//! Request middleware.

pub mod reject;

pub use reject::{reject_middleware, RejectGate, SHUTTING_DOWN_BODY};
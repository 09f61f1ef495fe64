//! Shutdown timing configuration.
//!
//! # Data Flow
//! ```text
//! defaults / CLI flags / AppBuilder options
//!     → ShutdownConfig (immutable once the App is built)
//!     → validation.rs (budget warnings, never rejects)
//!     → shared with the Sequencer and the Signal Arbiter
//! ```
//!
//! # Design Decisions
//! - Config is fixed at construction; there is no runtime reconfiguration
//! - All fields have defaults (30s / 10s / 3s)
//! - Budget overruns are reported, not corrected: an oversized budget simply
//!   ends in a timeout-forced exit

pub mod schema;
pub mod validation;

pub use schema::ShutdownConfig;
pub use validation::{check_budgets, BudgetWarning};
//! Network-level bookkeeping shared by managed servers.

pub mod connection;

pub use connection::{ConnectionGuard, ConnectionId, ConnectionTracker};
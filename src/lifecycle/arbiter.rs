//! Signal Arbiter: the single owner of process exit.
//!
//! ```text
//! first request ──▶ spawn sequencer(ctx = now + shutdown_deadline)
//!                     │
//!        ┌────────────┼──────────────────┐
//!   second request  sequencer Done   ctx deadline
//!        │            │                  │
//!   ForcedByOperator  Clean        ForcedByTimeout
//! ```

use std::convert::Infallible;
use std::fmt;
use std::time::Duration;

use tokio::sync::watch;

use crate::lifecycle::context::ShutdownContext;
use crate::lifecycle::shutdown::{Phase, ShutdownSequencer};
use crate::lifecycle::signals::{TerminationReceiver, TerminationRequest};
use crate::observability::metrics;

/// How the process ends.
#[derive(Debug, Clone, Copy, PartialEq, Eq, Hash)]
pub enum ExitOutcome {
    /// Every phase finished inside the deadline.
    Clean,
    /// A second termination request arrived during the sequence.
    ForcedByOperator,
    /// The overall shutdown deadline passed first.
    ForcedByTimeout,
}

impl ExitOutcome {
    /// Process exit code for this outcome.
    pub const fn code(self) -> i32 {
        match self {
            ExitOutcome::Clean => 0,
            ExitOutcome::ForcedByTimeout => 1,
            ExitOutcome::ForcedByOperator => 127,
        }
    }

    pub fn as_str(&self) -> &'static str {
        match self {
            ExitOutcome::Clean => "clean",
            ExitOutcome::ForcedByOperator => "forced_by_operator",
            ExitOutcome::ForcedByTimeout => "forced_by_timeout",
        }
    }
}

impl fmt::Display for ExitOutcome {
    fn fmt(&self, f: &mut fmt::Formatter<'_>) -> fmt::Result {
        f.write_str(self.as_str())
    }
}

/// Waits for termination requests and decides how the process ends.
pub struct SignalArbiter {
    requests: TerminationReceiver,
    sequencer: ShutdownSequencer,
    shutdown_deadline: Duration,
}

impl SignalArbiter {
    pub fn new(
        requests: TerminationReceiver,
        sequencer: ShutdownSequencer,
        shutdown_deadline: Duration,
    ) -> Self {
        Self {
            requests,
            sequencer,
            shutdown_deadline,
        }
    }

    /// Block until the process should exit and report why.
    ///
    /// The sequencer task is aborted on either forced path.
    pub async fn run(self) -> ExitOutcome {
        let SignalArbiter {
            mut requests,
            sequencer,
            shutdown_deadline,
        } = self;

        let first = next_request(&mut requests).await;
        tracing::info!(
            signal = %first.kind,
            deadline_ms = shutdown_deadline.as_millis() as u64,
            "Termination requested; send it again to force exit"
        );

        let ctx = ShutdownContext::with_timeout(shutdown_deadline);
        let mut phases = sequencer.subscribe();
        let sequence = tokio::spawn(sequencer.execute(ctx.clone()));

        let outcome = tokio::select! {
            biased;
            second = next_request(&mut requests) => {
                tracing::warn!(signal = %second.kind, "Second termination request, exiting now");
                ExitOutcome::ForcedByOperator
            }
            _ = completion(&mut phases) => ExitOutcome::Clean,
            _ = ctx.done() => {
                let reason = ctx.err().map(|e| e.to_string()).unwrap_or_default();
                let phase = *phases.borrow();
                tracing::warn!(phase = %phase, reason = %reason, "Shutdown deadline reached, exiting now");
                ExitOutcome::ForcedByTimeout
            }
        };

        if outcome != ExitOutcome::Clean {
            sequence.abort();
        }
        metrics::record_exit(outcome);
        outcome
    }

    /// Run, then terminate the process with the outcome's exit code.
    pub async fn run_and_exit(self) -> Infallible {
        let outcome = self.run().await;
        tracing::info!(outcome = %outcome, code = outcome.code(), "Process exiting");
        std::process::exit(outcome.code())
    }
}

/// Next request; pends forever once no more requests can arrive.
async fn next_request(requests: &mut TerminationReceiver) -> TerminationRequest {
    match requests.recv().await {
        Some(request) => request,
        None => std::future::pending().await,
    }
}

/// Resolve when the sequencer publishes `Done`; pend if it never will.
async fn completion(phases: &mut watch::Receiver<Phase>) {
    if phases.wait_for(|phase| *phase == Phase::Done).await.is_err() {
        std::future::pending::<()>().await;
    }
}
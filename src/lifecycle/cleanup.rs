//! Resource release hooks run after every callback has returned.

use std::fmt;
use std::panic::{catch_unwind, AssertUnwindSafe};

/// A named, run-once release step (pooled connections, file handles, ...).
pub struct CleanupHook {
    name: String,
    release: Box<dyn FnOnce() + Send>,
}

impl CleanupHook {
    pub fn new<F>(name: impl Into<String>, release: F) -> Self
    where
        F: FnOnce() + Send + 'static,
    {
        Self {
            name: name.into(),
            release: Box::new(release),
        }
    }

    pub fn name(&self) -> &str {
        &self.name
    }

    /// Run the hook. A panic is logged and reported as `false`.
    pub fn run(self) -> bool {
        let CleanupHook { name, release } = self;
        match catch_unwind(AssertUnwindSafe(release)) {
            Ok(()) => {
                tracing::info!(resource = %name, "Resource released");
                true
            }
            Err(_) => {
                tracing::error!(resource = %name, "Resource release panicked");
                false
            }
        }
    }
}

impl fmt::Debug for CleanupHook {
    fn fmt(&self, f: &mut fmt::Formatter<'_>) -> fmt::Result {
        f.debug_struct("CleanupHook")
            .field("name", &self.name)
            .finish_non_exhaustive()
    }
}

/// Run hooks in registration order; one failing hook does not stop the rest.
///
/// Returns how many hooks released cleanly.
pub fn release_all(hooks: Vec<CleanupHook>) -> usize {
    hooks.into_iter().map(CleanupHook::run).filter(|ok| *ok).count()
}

* **PROBLEM STATEMENT**:
Copy out the line holding "hooks.into_iter().map(CleanupHook::run).filter(|ok| *ok).count()". Then copy every later line of the data, unchanged, through the last one.

* **WRITTEN RESPONSE**:
    hooks.into_iter().map(CleanupHook::run).filter(|ok| *ok).count()
}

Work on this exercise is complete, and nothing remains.